* TASK ITEM
Which lines below hold the word "clave"? Copy all of them.

╭─ AVAILABLE DATA

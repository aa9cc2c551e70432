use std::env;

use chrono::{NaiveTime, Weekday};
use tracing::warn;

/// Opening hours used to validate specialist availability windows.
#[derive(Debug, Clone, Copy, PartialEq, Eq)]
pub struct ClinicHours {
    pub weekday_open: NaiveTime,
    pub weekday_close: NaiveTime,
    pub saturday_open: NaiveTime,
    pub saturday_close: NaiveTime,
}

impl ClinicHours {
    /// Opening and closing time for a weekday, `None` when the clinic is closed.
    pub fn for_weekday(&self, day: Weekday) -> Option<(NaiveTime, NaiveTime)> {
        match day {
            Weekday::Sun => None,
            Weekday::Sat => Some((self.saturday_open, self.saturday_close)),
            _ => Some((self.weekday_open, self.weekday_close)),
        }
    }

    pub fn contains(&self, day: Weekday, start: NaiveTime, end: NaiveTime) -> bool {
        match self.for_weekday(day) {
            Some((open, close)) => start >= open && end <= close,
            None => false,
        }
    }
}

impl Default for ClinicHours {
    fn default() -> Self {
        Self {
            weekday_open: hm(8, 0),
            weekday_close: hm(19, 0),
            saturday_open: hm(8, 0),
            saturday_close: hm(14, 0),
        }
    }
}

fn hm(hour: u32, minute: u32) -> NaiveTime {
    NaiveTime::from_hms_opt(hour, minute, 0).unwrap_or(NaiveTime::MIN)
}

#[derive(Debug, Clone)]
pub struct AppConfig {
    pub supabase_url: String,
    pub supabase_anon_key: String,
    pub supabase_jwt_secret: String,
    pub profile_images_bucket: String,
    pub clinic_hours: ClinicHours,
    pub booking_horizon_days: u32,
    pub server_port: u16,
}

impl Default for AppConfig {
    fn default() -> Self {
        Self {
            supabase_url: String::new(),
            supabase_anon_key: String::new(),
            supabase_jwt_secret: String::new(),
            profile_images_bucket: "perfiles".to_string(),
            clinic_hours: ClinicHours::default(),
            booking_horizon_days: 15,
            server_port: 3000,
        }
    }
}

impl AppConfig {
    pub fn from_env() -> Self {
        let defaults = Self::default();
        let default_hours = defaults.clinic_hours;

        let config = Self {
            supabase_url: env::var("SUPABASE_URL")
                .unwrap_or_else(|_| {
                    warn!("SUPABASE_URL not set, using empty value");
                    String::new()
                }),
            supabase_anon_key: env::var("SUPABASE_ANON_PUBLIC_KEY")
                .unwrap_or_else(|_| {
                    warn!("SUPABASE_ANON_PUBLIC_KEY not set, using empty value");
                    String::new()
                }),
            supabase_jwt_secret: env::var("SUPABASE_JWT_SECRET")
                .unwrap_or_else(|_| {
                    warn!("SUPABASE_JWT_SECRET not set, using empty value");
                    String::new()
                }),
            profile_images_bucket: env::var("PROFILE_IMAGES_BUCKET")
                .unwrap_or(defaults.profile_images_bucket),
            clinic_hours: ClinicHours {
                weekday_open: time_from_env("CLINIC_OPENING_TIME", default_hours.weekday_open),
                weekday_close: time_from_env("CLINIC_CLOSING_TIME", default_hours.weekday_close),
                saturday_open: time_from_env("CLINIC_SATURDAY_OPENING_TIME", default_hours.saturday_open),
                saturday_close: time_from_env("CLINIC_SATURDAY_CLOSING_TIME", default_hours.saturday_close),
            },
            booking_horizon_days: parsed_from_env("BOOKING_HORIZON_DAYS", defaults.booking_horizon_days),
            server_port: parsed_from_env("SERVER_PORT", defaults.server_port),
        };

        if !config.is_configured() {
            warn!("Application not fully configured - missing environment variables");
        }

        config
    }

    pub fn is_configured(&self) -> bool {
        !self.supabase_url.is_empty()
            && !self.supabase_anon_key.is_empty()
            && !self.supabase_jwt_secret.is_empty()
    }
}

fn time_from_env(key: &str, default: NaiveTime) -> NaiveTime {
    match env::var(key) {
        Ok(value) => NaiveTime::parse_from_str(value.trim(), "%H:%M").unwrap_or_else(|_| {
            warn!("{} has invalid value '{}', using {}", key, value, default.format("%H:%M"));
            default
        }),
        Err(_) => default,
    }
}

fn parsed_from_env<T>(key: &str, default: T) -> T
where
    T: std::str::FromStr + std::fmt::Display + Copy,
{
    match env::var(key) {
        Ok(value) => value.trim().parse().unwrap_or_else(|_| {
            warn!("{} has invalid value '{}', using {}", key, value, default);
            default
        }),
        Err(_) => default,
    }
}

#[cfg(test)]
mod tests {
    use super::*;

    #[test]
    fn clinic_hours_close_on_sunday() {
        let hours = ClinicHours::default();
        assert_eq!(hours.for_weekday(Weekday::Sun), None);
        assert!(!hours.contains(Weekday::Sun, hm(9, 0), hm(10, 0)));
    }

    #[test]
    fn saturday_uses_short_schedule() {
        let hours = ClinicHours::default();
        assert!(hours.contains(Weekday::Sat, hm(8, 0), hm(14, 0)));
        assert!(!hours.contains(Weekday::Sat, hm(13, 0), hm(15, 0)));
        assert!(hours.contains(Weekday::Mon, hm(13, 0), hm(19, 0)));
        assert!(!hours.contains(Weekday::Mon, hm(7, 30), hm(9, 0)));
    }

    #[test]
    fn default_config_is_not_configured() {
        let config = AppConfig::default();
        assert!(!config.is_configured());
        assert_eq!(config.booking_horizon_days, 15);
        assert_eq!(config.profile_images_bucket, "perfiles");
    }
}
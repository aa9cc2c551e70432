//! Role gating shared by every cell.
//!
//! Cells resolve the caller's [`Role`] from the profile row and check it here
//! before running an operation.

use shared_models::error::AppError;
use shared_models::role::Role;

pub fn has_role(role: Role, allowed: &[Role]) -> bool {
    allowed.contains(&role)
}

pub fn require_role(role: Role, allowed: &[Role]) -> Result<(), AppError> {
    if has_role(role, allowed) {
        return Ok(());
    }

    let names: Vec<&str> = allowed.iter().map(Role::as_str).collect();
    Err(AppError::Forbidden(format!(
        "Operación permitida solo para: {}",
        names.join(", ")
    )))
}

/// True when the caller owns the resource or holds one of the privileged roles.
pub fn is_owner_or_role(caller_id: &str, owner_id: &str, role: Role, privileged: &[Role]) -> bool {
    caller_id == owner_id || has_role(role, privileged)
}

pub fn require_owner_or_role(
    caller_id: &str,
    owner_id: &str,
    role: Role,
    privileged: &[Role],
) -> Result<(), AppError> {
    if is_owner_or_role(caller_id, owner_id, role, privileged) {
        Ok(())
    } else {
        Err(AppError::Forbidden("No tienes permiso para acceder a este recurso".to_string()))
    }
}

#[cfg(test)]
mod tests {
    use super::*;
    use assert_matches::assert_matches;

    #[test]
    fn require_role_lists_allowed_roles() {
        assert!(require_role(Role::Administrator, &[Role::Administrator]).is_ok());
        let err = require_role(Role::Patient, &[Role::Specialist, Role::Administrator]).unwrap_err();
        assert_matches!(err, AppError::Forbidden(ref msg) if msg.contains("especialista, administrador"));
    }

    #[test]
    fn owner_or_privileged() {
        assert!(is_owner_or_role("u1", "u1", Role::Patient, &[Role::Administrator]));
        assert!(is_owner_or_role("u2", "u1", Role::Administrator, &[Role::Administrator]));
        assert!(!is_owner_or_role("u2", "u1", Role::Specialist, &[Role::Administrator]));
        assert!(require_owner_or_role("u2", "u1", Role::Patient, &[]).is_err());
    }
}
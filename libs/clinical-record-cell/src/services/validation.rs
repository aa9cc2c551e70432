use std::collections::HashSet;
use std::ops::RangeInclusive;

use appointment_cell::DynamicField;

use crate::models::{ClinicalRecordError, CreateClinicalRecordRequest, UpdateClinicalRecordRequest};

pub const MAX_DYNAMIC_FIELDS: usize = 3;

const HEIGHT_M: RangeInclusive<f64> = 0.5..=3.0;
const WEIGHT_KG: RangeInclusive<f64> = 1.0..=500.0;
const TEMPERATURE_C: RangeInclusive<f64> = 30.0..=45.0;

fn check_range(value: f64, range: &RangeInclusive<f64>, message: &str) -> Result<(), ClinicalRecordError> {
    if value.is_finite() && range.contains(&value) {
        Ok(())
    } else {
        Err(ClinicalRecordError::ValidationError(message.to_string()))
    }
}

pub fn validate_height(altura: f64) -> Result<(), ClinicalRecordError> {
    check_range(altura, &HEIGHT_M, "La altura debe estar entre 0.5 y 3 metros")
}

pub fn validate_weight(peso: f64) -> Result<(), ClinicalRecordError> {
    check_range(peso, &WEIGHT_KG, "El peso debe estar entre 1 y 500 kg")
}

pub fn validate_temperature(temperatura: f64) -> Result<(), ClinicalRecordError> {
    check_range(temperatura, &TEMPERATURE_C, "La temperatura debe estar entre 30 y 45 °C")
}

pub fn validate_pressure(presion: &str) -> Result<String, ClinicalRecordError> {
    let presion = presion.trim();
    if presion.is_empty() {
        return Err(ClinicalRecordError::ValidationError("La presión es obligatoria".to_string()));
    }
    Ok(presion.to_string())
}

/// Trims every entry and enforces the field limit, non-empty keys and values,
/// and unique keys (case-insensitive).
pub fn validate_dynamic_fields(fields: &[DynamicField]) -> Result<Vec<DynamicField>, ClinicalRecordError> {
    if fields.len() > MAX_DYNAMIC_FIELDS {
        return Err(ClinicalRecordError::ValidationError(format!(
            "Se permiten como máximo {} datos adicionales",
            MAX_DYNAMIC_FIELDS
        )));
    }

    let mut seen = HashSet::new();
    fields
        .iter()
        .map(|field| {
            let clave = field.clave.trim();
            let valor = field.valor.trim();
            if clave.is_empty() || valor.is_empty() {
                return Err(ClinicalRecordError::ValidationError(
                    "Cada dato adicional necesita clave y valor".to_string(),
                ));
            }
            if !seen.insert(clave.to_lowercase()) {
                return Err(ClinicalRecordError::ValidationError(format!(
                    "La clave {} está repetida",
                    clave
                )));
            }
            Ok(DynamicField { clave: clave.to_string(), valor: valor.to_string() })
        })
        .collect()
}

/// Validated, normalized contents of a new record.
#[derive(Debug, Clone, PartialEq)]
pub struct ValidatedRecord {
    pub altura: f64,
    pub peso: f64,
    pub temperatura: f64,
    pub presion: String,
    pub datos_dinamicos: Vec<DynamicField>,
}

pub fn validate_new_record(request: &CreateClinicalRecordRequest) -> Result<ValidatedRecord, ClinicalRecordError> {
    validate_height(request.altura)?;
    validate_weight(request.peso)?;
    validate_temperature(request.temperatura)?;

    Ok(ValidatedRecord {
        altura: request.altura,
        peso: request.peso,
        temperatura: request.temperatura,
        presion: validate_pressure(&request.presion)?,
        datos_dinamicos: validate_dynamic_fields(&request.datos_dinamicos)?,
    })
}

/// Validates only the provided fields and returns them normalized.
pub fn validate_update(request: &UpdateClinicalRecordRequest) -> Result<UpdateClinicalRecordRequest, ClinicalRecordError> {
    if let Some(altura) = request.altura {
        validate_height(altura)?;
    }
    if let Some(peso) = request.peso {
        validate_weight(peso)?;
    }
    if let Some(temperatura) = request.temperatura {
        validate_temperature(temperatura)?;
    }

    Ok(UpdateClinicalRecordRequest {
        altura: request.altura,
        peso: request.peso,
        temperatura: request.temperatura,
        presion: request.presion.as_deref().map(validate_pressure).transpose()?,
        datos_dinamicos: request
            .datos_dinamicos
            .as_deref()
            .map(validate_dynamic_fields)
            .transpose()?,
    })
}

╰─
╭─ AVAILABLE DATA

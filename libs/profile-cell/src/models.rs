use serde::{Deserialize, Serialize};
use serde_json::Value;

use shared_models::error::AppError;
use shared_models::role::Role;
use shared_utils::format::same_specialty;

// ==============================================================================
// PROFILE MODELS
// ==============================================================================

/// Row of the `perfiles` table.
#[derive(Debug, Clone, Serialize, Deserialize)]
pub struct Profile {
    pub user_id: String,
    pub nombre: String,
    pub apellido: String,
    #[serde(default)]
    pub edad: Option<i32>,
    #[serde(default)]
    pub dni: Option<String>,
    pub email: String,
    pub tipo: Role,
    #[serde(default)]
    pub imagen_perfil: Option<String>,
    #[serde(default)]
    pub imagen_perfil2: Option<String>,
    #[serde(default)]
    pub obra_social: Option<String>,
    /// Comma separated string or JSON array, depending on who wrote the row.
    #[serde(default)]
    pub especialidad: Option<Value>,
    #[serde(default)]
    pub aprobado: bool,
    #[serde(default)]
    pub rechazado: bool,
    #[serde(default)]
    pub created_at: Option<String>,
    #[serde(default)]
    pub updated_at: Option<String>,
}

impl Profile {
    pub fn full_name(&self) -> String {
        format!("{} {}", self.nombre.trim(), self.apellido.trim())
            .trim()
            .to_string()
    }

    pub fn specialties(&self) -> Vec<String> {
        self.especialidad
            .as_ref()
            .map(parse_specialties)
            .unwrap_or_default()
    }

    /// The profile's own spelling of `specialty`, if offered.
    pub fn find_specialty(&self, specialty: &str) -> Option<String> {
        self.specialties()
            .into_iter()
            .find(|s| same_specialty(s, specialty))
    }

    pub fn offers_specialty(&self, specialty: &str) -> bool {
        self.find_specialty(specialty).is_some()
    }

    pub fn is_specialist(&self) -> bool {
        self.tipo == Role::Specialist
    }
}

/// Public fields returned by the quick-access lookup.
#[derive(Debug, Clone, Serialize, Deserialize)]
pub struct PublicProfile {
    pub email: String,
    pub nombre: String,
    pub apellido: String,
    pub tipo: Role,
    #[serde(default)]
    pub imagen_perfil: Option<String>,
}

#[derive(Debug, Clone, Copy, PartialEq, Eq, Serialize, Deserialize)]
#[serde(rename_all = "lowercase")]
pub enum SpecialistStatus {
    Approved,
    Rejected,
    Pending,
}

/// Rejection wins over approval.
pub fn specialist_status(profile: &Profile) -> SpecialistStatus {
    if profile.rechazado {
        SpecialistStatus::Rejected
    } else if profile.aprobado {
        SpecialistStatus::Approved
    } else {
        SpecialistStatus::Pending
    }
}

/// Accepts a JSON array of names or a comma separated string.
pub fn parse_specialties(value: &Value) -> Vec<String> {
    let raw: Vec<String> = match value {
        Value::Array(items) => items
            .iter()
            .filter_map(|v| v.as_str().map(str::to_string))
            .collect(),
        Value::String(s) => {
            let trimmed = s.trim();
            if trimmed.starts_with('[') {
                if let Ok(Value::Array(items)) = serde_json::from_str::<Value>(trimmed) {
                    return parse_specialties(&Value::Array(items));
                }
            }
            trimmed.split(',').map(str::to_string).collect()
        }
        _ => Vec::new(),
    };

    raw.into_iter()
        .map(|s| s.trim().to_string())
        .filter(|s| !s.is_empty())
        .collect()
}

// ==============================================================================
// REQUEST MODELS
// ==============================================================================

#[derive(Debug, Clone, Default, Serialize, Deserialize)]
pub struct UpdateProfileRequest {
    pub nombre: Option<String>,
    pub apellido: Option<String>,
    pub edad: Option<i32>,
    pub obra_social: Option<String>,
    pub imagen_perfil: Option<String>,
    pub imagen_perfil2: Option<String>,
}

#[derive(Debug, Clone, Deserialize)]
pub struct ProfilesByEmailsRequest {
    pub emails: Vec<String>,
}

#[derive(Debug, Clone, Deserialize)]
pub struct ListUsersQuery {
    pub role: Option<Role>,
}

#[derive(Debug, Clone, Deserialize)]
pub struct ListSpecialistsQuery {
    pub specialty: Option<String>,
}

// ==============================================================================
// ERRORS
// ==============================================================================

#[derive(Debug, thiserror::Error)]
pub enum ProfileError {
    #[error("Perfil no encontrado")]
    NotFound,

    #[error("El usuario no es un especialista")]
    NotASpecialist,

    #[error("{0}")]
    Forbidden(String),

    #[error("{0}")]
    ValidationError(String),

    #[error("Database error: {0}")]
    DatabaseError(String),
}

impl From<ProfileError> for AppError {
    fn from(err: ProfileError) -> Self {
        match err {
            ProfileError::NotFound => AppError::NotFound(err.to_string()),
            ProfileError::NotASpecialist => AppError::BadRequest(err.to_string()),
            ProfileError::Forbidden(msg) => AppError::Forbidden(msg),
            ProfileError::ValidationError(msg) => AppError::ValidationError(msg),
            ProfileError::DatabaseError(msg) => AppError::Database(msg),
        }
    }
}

╰─

* ANSWER TO THIS PROBLEM
            let clave = field.clave.trim();
            if clave.is_empty() || valor.is_empty() {
                    "Cada dato adicional necesita clave y valor".to_string(),
            if !seen.insert(clave.to_lowercase()) {
                    "La clave {} está repetida",
                    clave
            Ok(DynamicField { clave: clave.to_string(), valor: valor.to_string() })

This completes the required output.